# Pigeon in Ohio (cinci area) need new home.



## Hawsegal

Hello,

I joined this forum specifically because I didn't want to post this bird on craigslist and have it become snake food.

I have a small (I'm pretty sure) male pigeon that we got as company for an adopted feral pigeon (whom has one wing) for companionship. When we got this bird we were told it was female, time has proved otherwise.

This bird is very aggressive, I won't lie. He smacks with his wings and pecks hold of your hand. Today he flipped his wings so hard he broke blood feathers on both wings and needed them pulled to stop the bleeding.

I am unable to keep this bird as I do not have the room to set up another suitable size cage. His wings have been trimmed and will remain so until his next molt, so plenty of time to get it accustomed to handling if you're willing.

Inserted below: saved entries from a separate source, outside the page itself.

use std::collections::BTreeMap;
use std::collections::BTreeSet;
use std::fmt;
use std::ops::Add;
use std::ops::Mul;
use std::ops::Neg;
use std::ops::Sub;

/// Coefficient types polynomials can be built over.
pub trait Coefficient: num::Num + Clone + Neg<Output = Self> + fmt::Debug {}

impl<T> Coefficient for T where T: num::Num + Clone + Neg<Output = T> + fmt::Debug {}

/// Product of variables with positive exponents.
#[derive(Clone, Debug, PartialEq, Eq, PartialOrd, Ord, Hash)]
pub struct Monomial<V: Ord>(BTreeMap<V, u32>);

impl<V: Ord + Clone> Monomial<V> {
    pub fn one() -> Self {
        Self(BTreeMap::new())
    }

    pub fn variable(v: V) -> Self {
        Self(BTreeMap::from([(v, 1)]))
    }

    pub fn is_one(&self) -> bool {
        self.0.is_empty()
    }

    pub fn degree(&self) -> u32 {
        self.0.values().sum()
    }

    pub fn degree_in(&self, v: &V) -> u32 {
        self.0.get(v).cloned().unwrap_or(0)
    }

    pub fn variables(&self) -> impl Iterator<Item = &V> {
        self.0.keys()
    }

    pub fn exponents(&self) -> impl Iterator<Item = (&V, &u32)> {
        self.0.iter()
    }

    fn times(&self, other: &Self) -> Self {
        let mut result = self.0.clone();
        for (v, e) in other.0.iter() {
            *result.entry(v.clone()).or_insert(0) += e;
        }
        Self(result)
    }

    /// Splits off the given variable, returning its exponent and the rest.
    fn split(&self, v: &V) -> (u32, Self) {
        let mut rest = self.0.clone();
        let exponent = rest.remove(v).unwrap_or(0);
        (exponent, Self(rest))
    }
}

impl<V: Ord + fmt::Display> fmt::Display for Monomial<V> {
    fn fmt(&self, f: &mut fmt::Formatter<'_>) -> fmt::Result {
        for (i, (v, e)) in self.0.iter().enumerate() {
            if i > 0 {
                write!(f, "*")?;
            }
            if *e == 1 {
                write!(f, "{}", v)?;
            } else {
                write!(f, "{}^{}", v, e)?;
            }
        }
        Ok(())
    }
}

/// A sparse multivariate polynomial. Zero coefficients are never stored.
#[derive(Clone, Debug, PartialEq)]
pub struct Polynomial<V: Ord, C> {
    terms: BTreeMap<Monomial<V>, C>,
}

impl<V: Ord + Clone, C: Coefficient> Polynomial<V, C> {
    pub fn zero() -> Self {
        Self {
            terms: BTreeMap::new(),
        }
    }

    pub fn constant(c: C) -> Self {
        Self::from_terms([(Monomial::one(), c)])
    }

    pub fn variable(v: V) -> Self {
        Self::from_terms([(Monomial::variable(v), C::one())])
    }

    pub fn from_terms(terms: impl IntoIterator<Item = (Monomial<V>, C)>) -> Self {
        let mut result = Self::zero();
        for (monomial, c) in terms {
            result.add_term(monomial, c);
        }
        result
    }

    fn add_term(&mut self, monomial: Monomial<V>, c: C) {
        let sum = match self.terms.remove(&monomial) {
            Some(existing) => existing + c,
            None => c,
        };
        if !sum.is_zero() {
            self.terms.insert(monomial, sum);
        }
    }

    pub fn terms(&self) -> impl Iterator<Item = (&Monomial<V>, &C)> {
        self.terms.iter()
    }

    pub fn num_terms(&self) -> usize {
        self.terms.len()
    }

    pub fn is_zero(&self) -> bool {
        self.terms.is_empty()
    }

    pub fn is_constant(&self) -> bool {
        self.terms.keys().all(|m| m.is_one())
    }

    pub fn constant_term(&self) -> C {
        self.terms
            .get(&Monomial::one())
            .cloned()
            .unwrap_or_else(C::zero)
    }

    pub fn variables(&self) -> BTreeSet<V> {
        self.terms
            .keys()
            .flat_map(|m| m.variables().cloned())
            .collect()
    }

    /// The variable if the polynomial depends on exactly one.
    pub fn univariate_variable(&self) -> Option<V> {
        let variables = self.variables();
        if variables.len() == 1 {
            variables.into_iter().next()
        } else {
            None
        }
    }

    pub fn degree(&self) -> u32 {
        self.terms.keys().map(|m| m.degree()).max().unwrap_or(0)
    }

    pub fn degree_in(&self, v: &V) -> u32 {
        self.terms.keys().map(|m| m.degree_in(v)).max().unwrap_or(0)
    }

    /// Coefficients of the powers of `v`, starting with the constant
    /// term. Only meaningful for polynomials in `v` alone.
    pub fn univariate_coefficients(&self, v: &V) -> Vec<C> {
        let mut coefficients = vec![C::zero(); self.degree_in(v) as usize + 1];
        for (monomial, c) in self.terms.iter() {
            let (exponent, _) = monomial.split(v);
            coefficients[exponent as usize] = coefficients[exponent as usize].clone() + c.clone();
        }
        coefficients
    }

    pub fn scale(&self, factor: &C) -> Self {
        Self::from_terms(
            self.terms
                .iter()
                .map(|(m, c)| (m.clone(), c.clone() * factor.clone())),
        )
    }

    pub fn pow(&self, exponent: u32) -> Self {
        (0..exponent).fold(Self::constant(C::one()), |acc, _| acc * self.clone())
    }

    /// Replaces `v` by a value.
    pub fn substitute(&self, v: &V, value: &C) -> Self {
        Self::from_terms(self.terms.iter().map(|(monomial, c)| {
            let (exponent, rest) = monomial.split(v);
            let factor = (0..exponent).fold(C::one(), |acc, _| acc * value.clone());
            (rest, c.clone() * factor)
        }))
    }

    /// Replaces every variable in the map by the corresponding polynomial.
    /// All replacements happen simultaneously.
    pub fn substitute_polynomials(&self, replacements: &BTreeMap<V, Polynomial<V, C>>) -> Self {
        let mut result = Self::zero();
        for (monomial, c) in self.terms.iter() {
            let mut term = Self::constant(c.clone());
            for (v, e) in monomial.exponents() {
                let factor = match replacements.get(v) {
                    Some(p) => p.pow(*e),
                    None => Self::from_terms([(
                        Monomial(BTreeMap::from([(v.clone(), *e)])),
                        C::one(),
                    )]),
                };
                term = term * factor;
            }
            result = result + term;
        }
        result
    }

    /// Value at the given point, `None` if a variable has no value.
    pub fn evaluate(&self, values: &BTreeMap<V, C>) -> Option<C> {
        let mut result = C::zero();
        for (monomial, c) in self.terms.iter() {
            let mut term = c.clone();
            for (v, e) in monomial.exponents() {
                let value = values.get(v)?;
                for _ in 0..*e {
                    term = term * value.clone();
                }
            }
            result = result + term;
        }
        Some(result)
    }

    pub fn map_coefficients<D: Coefficient>(&self, f: impl Fn(&C) -> D) -> Polynomial<V, D> {
        Polynomial::from_terms(self.terms.iter().map(|(m, c)| (m.clone(), f(c))))
    }
}

impl<V: Ord + Clone, C: Coefficient> Add for Polynomial<V, C> {
    type Output = Self;

    fn add(mut self, other: Self) -> Self {
        for (monomial, c) in other.terms {
            self.add_term(monomial, c);
        }
        self
    }
}

impl<V: Ord + Clone, C: Coefficient> Sub for Polynomial<V, C> {
    type Output = Self;

    fn sub(self, other: Self) -> Self {
        self + (-other)
    }
}

impl<V: Ord + Clone, C: Coefficient> Neg for Polynomial<V, C> {
    type Output = Self;

    fn neg(self) -> Self {
        Self {
            terms: self.terms.into_iter().map(|(m, c)| (m, -c)).collect(),
        }
    }
}

impl<V: Ord + Clone, C: Coefficient> Mul for Polynomial<V, C> {
    type Output = Self;

    fn mul(self, other: Self) -> Self {
        let mut result = Self::zero();
        for (m1, c1) in self.terms.iter() {
            for (m2, c2) in other.terms.iter() {
                result.add_term(m1.times(m2), c1.clone() * c2.clone());
            }
        }
        result
    }
}

impl<V: Ord + fmt::Display + Clone, C: Coefficient + fmt::Display> fmt::Display
    for Polynomial<V, C>
{
    /// Infix notation with the highest monomial first.
    fn fmt(&self, f: &mut fmt::Formatter<'_>) -> fmt::Result {
        if self.terms.is_empty() {
            return write!(f, "0");
        }
        for (i, (monomial, c)) in self.terms.iter().rev().enumerate() {
            let term = if monomial.is_one() {
                c.to_string()
            } else if c.is_one() {
                monomial.to_string()
            } else if (-c.clone()).is_one() {
                format!("-{}", monomial)
            } else {
                format!("{}*{}", c, monomial)
            };
            match (i, term.strip_prefix('-')) {
                (0, _) => write!(f, "{}", term)?,
                (_, Some(rest)) => write!(f, " - {}", rest)?,
                (_, None) => write!(f, " + {}", term)?,
            }
        }
        Ok(())
    }
}

#[cfg(test)]
mod tests {
    use std::collections::BTreeMap;

    use num::BigRational;
    use num::Complex;
    use num::ToPrimitive;
    use proptest::prelude::*;

    use super::Polynomial;

    type P = Polynomial<char, BigRational>;

    fn r(n: i64) -> BigRational {
        BigRational::from_integer(n.into())
    }

    fn x() -> P {
        P::variable('x')
    }

    fn y() -> P {
        P::variable('y')
    }

    fn c(n: i64) -> P {
        P::constant(r(n))
    }

    #[test]
    fn arithmetic() {
        let p = (x() + y()) * (x() - y());
        assert_eq!(p, x() * x() - y() * y());
        assert_eq!(p.degree(), 2);
        assert_eq!(p.num_terms(), 2);
        assert!((p.clone() - p).is_zero());
        assert_eq!((x() + c(1)).pow(2), x() * x() + c(2) * x() + c(1));
    }

    #[test]
    fn univariate() {
        let p = c(3) * x().pow(3) - c(1) + x();
        assert_eq!(p.univariate_variable(), Some('x'));
        assert_eq!(p.univariate_coefficients(&'x'), vec![r(-1), r(1), r(0), r(3)]);
        assert_eq!((x() * y()).univariate_variable(), None);
        assert_eq!(c(5).univariate_variable(), None);
    }

    #[test]
    fn substitution() {
        let p = x() * x() * y() + c(2) * y();
        let q = p.substitute(&'x', &r(3));
        assert_eq!(q, c(11) * y());
        let replacements = BTreeMap::from([('x', -y()), ('y', x())]);
        assert_eq!(
            p.substitute_polynomials(&replacements),
            y() * y() * x() + c(2) * x()
        );
        let q = q.substitute(&'y', &r(2));
        assert!(q.is_constant());
        assert_eq!(q.constant_term(), r(22));
    }

    #[test]
    fn evaluation_and_coefficient_change() {
        let p = x() * y() - c(1);
        let values = BTreeMap::from([('x', r(2)), ('y', r(3))]);
        assert_eq!(p.evaluate(&values), Some(r(5)));
        assert_eq!(p.evaluate(&BTreeMap::from([('x', r(2))])), None);
        let q = p.map_coefficients(|c| Complex::new(c.to_f64().unwrap(), 0.0));
        let values = BTreeMap::from([('x', Complex::new(0.0, 1.0)), ('y', Complex::new(0.0, 1.0))]);
        assert_eq!(q.evaluate(&values), Some(Complex::new(-2.0, 0.0)));
    }

    #[test]
    fn display() {
        let p = x() * x() - c(2) * x() * y() + c(1);
        assert_eq!(p.to_string(), "x^2 - 2*x*y + 1");
        assert_eq!((-x() + c(3)).to_string(), "-x + 3");
        assert_eq!(P::zero().to_string(), "0");
    }

    fn arb_polynomial() -> impl Strategy<Value = P> {
        proptest::collection::vec((-3i64..4, 0u32..3, 0u32..3), 0..5).prop_map(|terms| {
            terms
                .into_iter()
                .fold(P::zero(), |acc, (coeff, ex, ey)| {
                    acc + c(coeff) * x().pow(ex) * y().pow(ey)
                })
        })
    }

    proptest! {
        #[test]
        fn multiplication_distributes(a in arb_polynomial(), b in arb_polynomial(), d in arb_polynomial()) {
            prop_assert_eq!(a.clone() * (b.clone() + d.clone()), a.clone() * b + a * d);
        }

        #[test]
        fn substitution_is_a_ring_homomorphism(a in arb_polynomial(), b in arb_polynomial(), v in -3i64..4) {
            prop_assert_eq!(
                (a.clone() * b.clone()).substitute(&'x', &r(v)),
                a.substitute(&'x', &r(v)) * b.substitute(&'x', &r(v))
            );
        }
    }
}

The only thing I ask is the little guy go to a decent home. I'm terrified that he'll become snake food. If anyone has room for a grumpy little homing pigeon please let me know. Even aggressive birds deserve a good home.


----------



## conditionfreak

I live in Hillsboro, Ohio. I fly with the Greater Cinci Combine. I can give your bird a forever home, but he will not be living in my home in a cage. He will live in the fourth pic down on this thread I posted several days ago. He will be living with about 15 homing pigeons in this cage/coop in that bottom pic on this link.

http://www.pigeons.biz/forums/f38/pics-of-my-lofts-and-such-43958.html

I am assuming your bird is a feral?

I will be in Cincinnati (Mt. Airy area) for shipping of birds to a race, this Saturday and could meet you maybe, if you want him to live with me. Or you can bring him to my home. I never cull, nor mistreat life. He will eat well, have good company, room to fly but safe from predators, and have his own perch. Forever.

That is the best I can do to help you and him out.

P.S. He really doesn't sound all that different from many other pigeons, in the area of aggression. But I won't be handling him much anyway. He will just be a pigeon doing pigeon stuff with other pigeons. He will not be a pet.


----------



## Hawsegal

conditionfreak said:


> I live in Hillsboro, Ohio. I fly with the Greater Cinci Combine. I can give your bird a forever home, but he will not be living in my home in a cage. He will live in the fourth pic down on this thread I posted several days ago. He will be living with about 15 homing pigeons in this cage/coop in that bottom pic on this link.
> 
> http://www.pigeons.biz/forums/f38/pics-of-my-lofts-and-such-43958.html
> 
> I am assuming your bird is a feral?
> 
> I will be in Cincinnati (Mt. Airy area) for shipping of birds to a race, this Saturday and could meet you maybe, if you want him to live with me. Or you can bring him to my home. I never cull, nor mistreat life. He will eat well, have good company, room to fly but safe from predators, and have his own perch. Forever.
> 
> That is the best I can do to help you and him out.
> 
> P.S. He really doesn't sound all that different from many other pigeons, in the area of aggression. But I won't be handling him much anyway. He will just be a pigeon doing pigeon stuff with other pigeons. He will not be a pet.


I don't think he'll be happy as a pet, lol. He's not a feral, believe it or not. I actually drove all the way up to Dayton to purchase a different bird. The original female I was going to buy had a hurt leg. I bought a beautiful roller and got the grumpy homer and the little hurt female free. I have no issues with the other two that I got, just this guy. 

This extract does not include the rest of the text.